Package 'pald'

Title: Partitioned Local Depth for Community Structure in Data
Description: Implementation of the Partitioned Local Depth (PaLD) approach which provides a measure of local depth and the cohesion of a point to another which (together with a universal threshold for distinguishing strong and weak ties) may be used to reveal local and global structure in data, based on methods described in Berenhaut, Moore, and Melvin (2022) <doi:10.1073/pnas.2003634119>. No extraneous inputs, distributional assumptions, iterative procedures nor optimization criteria are employed. This package includes functions for computing local depths and cohesion as well as flexible functions for plotting community networks and displays of cohesion against distance.
Authors: Katherine Moore [aut] , Kenneth Berenhaut [aut], Lucy D'Agostino McGowan [aut, cre]
Maintainer: Lucy D'Agostino McGowan <[email protected]>
License: MIT + file LICENSE
Version: 0.0.4
Built: 2024-11-14 03:59:00 UTC
Source: https://github.com/lucymcgowan/pald

Help Index


Aggregation

Description

A synthetic data set of two-dimensional points created by Gionis et al. to demonstrate clustering aggregation.

Usage

aggregation

Format

A data frame with 788 rows and 2 columns, x1 and x2.

References

A. Gionis, H. Mannila, and P. Tsaparas, Clustering aggregation. ACM Transactions on Knowledge Discovery from Data (TKDD), 2007. 1(1): p. 1-30.


Any isolated

Description

Checks for isolated points.

Usage

any_isolated(c)

Arguments

c

A cohesion_matrix object, a matrix of cohesion values (see cohesion_matrix).

Value

Logical, indicating whether any points are isolated.

Examples

d <- data.frame(
  x1 = c(1, 2, 3, 6),
  x2 = c(2, 1, 3, 10)
  )
D <- dist(d)
C <- cohesion_matrix(D)
any_isolated(C)

Coerce a matrix to a cohesion matrix object

Description

as_cohesion_matrix() converts an existing matrix into an object of class cohesion_matrix.

Usage

as_cohesion_matrix(c)

Arguments

c

A matrix of cohesion values (see cohesion_matrix).

Value

Object of class cohesion_matrix

Examples

C <- matrix(
  c(0.25, 0.125, 0.125, 0,
   0.125, 0.25, 0, 0.125,
   0.125, 0, 0.25, 0.125,
   0, 0.125, 0.125, 0.25
), nrow = 4, byrow = TRUE)

class(C)

C <- as_cohesion_matrix(C)
class(C)

Cognate Data Distance Matrix

Description

A dist object describing distances between 87 Indo-European languages from the perspective of cognates.

Usage

cognate_dist

Format

A dist object for 87 Indo-European languages.

Details

Cognate relationships from a collection of essential words were collected from Dyen et al. and encoded in a 87x2665 binary matrix from which this distance matrix was derived (using Euclidean distance).

References

I. Dyen, J. B. Kruskal, P. Black, An Indoeuropean classification: A lexicostatistical experiment. Trans. Am. Phil. Soc. 82, iii-132 (1992).


Cohesion Matrix

Description

Creates a matrix of (pairwise) cohesion values from a matrix of pairwise distances or a dist object.

Usage

cohesion_matrix(d)

Arguments

d

A matrix of pairwise distances or a dist object.

Details

Computes the matrix of (pairwise) cohesion values, C_xw, from a matrix of pairwise distances or a dist object. Cohesion is an interpretable probability that reflects the strength of alignment of a point, w, to another point, x. The rows of the cohesion matrix can be seen as providing neighborhood weights. These values may be used for defining associated weighted graphs (for the purpose of community analysis) as in Berenhaut, Moore, and Melvin (2022).

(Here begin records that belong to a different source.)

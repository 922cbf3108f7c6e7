//! Application configuration types.
//!
//! Loaded by `meetsync-infra::config` from environment variables or a
//! `config.toml`/`config.json` file. Every external collaborator is
//! optional: a missing database path, provider key, or LLM key switches the
//! corresponding subsystem into its degraded in-process / synthetic mode.

use serde::{Deserialize, Serialize};

/// Top-level application configuration.
#[derive(Debug, Clone, Default, Serialize, Deserialize)]
pub struct Config {
    #[serde(default)]
    pub server: ServerConfig,
    #[serde(default)]
    pub database: DatabaseConfig,
    #[serde(default)]
    pub provider: ProviderConfig,
    #[serde(default)]
    pub llm: LlmConfig,
}

/// HTTP server settings.
#[derive(Debug, Clone, Serialize, Deserialize)]
pub struct ServerConfig {
    #[serde(default = "default_port")]
    pub port: u16,
    /// Origin of the web client, used for OAuth redirects.
    #[serde(default = "default_frontend_url")]
    pub frontend_url: String,
    /// Externally reachable origin for provider webhooks. Deployments behind
    /// a tunnel or proxy set this; absent, the local listen address is used.
    #[serde(default)]
    pub webhook_url: Option<String>,
}

impl Default for ServerConfig {
    fn default() -> Self {
        Self { port: default_port(), frontend_url: default_frontend_url(), webhook_url: None }
    }
}

/// Durable store settings. `path: None` runs the deployment in pure
/// in-process mode for its lifetime.
#[derive(Debug, Clone, Serialize, Deserialize)]
pub struct DatabaseConfig {
    #[serde(default)]
    pub path: Option<String>,
    #[serde(default = "default_pool_size")]
    pub pool_size: u32,
}

impl Default for DatabaseConfig {
    fn default() -> Self {
        Self { path: None, pool_size: default_pool_size() }
    }
}

/// Calendar integration provider settings.
#[derive(Debug, Clone, Serialize, Deserialize)]
pub struct ProviderConfig {
    #[serde(default)]
    pub api_key: Option<String>,
    #[serde(default = "default_provider_base_url")]
    pub base_url: String,
}

impl Default for ProviderConfig {
    fn default() -> Self {
        Self { api_key: None, base_url: default_provider_base_url() }
    }
}

/// LLM provider settings for summary generation.
#[derive(Debug, Clone, Serialize, Deserialize)]
pub struct LlmConfig {
    #[serde(default)]
    pub api_key: Option<String>,
    #[serde(default = "default_llm_model")]
    pub model: String,
    #[serde(default = "default_llm_base_url")]
    pub base_url: String,
}

impl Default for LlmConfig {
    fn default() -> Self {
        Self { api_key: None, model: default_llm_model(), base_url: default_llm_base_url() }
    }
}

fn default_port() -> u16 {
    3001
}

fn default_frontend_url() -> String {
    "http://localhost:5173".to_string()
}

fn default_pool_size() -> u32 {
    4
}

fn default_provider_base_url() -> String {
    "https://backend.composio.dev".to_string()
}

fn default_llm_model() -> String {
    "gpt-4o-mini".to_string()
}

fn default_llm_base_url() -> String {
    "https://api.openai.com".to_string()
}

#[cfg(test)]
mod tests {
    use super::*;

    #[test]
    fn defaults_leave_collaborators_unconfigured() {
        let config = Config::default();
        assert!(config.database.path.is_none());
        assert!(config.provider.api_key.is_none());
        assert!(config.llm.api_key.is_none());
        assert_eq!(config.server.port, 3001);
    }

    #[test]
    fn partial_toml_fills_defaults() {
        let config: Config = toml::from_str(
            r#"
[database]
path = "meetsync.db"
"#,
        )
        .expect("parses");
        assert_eq!(config.database.path.as_deref(), Some("meetsync.db"));
        assert_eq!(config.database.pool_size, 4);
        assert_eq!(config.llm.model, "gpt-4o-mini");
    }
}
//! Orchestration layer: port traits plus the services that implement the
//! sync pipeline (identity resolution, cascading fetch, caching, summary
//! generation, and push notifications).
//!
//! Everything here depends only on port traits; concrete adapters live in
//! `meetsync-infra` and are wired in by the API crate.

pub mod analytics;
pub mod cache;
pub mod classify;
pub mod fetch;
pub mod hub;
pub mod ports;
pub mod resolver;
pub mod summary;
pub mod synthetic;
pub mod watch;

pub use analytics::EventLog;
pub use cache::MeetingCache;
pub use classify::classify;
pub use fetch::FetchOrchestrator;
pub use hub::NotificationHub;
pub use ports::{
    AnalyticsStore, CalendarActions, ConnectionStore, LlmClient, MeetingCacheStore, SummaryStore,
};
pub use resolver::ConnectionResolver;
pub use summary::SummaryPipeline;
pub use watch::{WatchOutcome, WatchRegistrar};
//! Fire-and-forget analytics event log.

use std::sync::Arc;

use tracing::{debug, warn};

use meetsync_domain::AnalyticsEvent;

use crate::ports::AnalyticsStore;

/// Best-effort event sink. Without a store it drops events; with one it
/// appends and swallows write failures, since analytics must never affect a
/// request outcome.
#[derive(Clone)]
pub struct EventLog {
    store: Option<Arc<dyn AnalyticsStore>>,
}

impl EventLog {
    pub fn new(store: Option<Arc<dyn AnalyticsStore>>) -> Self {
        Self { store }
    }

    /// Sink that discards everything. Used in degraded mode and in tests.
    pub fn disabled() -> Self {
        Self { store: None }
    }

    pub async fn log(&self, user_id: &str, event_type: &str, event_data: serde_json::Value) {
        let Some(store) = &self.store else {
            debug!(user_id, event_type, "analytics store not configured, dropping event");
            return;
        };
        let event = AnalyticsEvent::now(user_id, event_type, event_data);
        if let Err(err) = store.append(&event).await {
            warn!(user_id, event_type, error = %err, "failed to record analytics event");
        }
    }
}
//! User to provider-entity resolution.
//!
//! Bindings are written to the durable store and mirrored in an in-process
//! map, so identity survives a store outage (for the life of the process) and
//! a restart (when the store is configured).

use std::sync::Arc;

use chrono::Utc;
use dashmap::DashMap;
use tracing::{debug, warn};

use meetsync_domain::{
    ConnectionRecord, ConnectionStatus, UserProfile, CALENDAR_APP_NAME,
};

use crate::ports::ConnectionStore;

pub struct ConnectionResolver {
    store: Option<Arc<dyn ConnectionStore>>,
    fallback: DashMap<String, String>,
}

impl ConnectionResolver {
    pub fn new(store: Option<Arc<dyn ConnectionStore>>) -> Self {
        Self { store, fallback: DashMap::new() }
    }

    /// Entity id bound to the user: durable store first, then the in-process
    /// map. Store failures degrade to the map rather than erroring.
    pub async fn resolve_entity(&self, user_id: &str) -> Option<String> {
        if let Some(store) = &self.store {
            match store.get_connection(user_id).await {
                Ok(Some(record)) => return Some(record.entity_id),
                Ok(None) => {}
                Err(err) => {
                    warn!(user_id, error = %err, "connection lookup failed, using in-process map");
                }
            }
        }
        self.fallback.get(user_id).map(|e| e.clone())
    }

    /// Bind the user to a provider entity. Rebinding replaces the previous
    /// binding in both tiers; store write failures leave the in-process
    /// binding in place.
    pub async fn bind_entity(&self, user_id: &str, entity_id: &str, profile: &UserProfile) {
        if let Some(store) = &self.store {
            if let Err(err) = store.upsert_user(user_id, profile, entity_id).await {
                warn!(user_id, error = %err, "user upsert failed");
            }
            let now = Utc::now();
            let record = ConnectionRecord {
                user_id: user_id.to_owned(),
                entity_id: entity_id.to_owned(),
                app_name: CALENDAR_APP_NAME.to_owned(),
                status: ConnectionStatus::Active,
                metadata: serde_json::json!({}),
                created_at: now,
                updated_at: now,
            };
            if let Err(err) = store.save_connection(&record).await {
                warn!(user_id, error = %err, "connection upsert failed");
            }
        }
        self.fallback.insert(user_id.to_owned(), entity_id.to_owned());
        debug!(user_id, entity_id, "bound provider entity");
    }

    /// Drop the binding after the provider reports the entity gone.
    ///
    /// The durable row is never deleted; its status flips to revoked so the
    /// next resolve misses it.
    pub async fn mark_revoked(&self, user_id: &str) {
        if let Some(store) = &self.store {
            match store.get_connection(user_id).await {
                Ok(Some(mut record)) => {
                    record.status = ConnectionStatus::Revoked;
                    record.updated_at = Utc::now();
                    if let Err(err) = store.save_connection(&record).await {
                        warn!(user_id, error = %err, "failed to mark connection revoked");
                    }
                }
                Ok(None) => {}
                Err(err) => warn!(user_id, error = %err, "connection lookup failed during revoke"),
            }
        }
        self.fallback.remove(user_id);
        debug!(user_id, "dropped provider binding");
    }
}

Given an n x n distance matrix, the sum of the entries in the resulting cohesion matrix is always equal to n/2. Cohesion is partitioned local depth (see local_depths) and thus the row sums of the cohesion matrix provide a measure of local depth centrality.

If you have a matrix that is already a cohesion matrix and you would like to add the class, see as_cohesion_matrix().

Value

The matrix of cohesion values. An object of class cohesion_matrix.

References

K. S. Berenhaut, K. E. Moore, R. L. Melvin, A social perspective on perceived distances reveals deep community structure. Proc. Natl. Acad. Sci., 119(4), 2022.

Examples

plot(exdata1)
text(exdata1 + .08, lab = 1:8)

D <- dist(exdata1)
C <- cohesion_matrix(D)
C

## neighbor weights (provided by cohesion) for the 8th point in exdata1
C[8, ]
localdepths <- rowSums(C)

Cohesion Matrix: Strong Ties

Description

Provides the symmetrized and thresholded matrix of cohesion values.

Usage

cohesion_strong(c, symmetric = TRUE)

Arguments

c

A cohesion_matrix object, a matrix of cohesion values (see cohesion_matrix).

symmetric

Logical. Whether the returned matrix should be made symmetric (using the minimum); the default is TRUE.

Details

The threshold is that provided by strong_threshold (and is equal to half of the average of the diagonal of c). Values of the cohesion matrix which are less than the threshold are set to zero. The symmetrization, if desired, is computed using the entry-wise (parallel) minimum of C and its transpose (i.e., min(C_ij, C_ji)). The matrix provided by cohesion_strong (with default symmetric = TRUE) is the adjacency matrix for the graph of strong ties (the cluster graph), see community_graphs and pald.

Value

The symmetrized cohesion matrix in which all entries corresponding to weak ties are set to zero.

Examples

C <- cohesion_matrix(dist(exdata2))
strong_threshold(C)
cohesion_strong(C)

## To illustrate the calculation performed
C_strong <- C

## C_strong is equal to cohesion_strong(C, symmetric = FALSE)
C_strong[C < strong_threshold(C)] <- 0

## C_strong_sym is equal to cohesion_strong(C)
C_strong_sym <- pmin(C_strong, t(C_strong))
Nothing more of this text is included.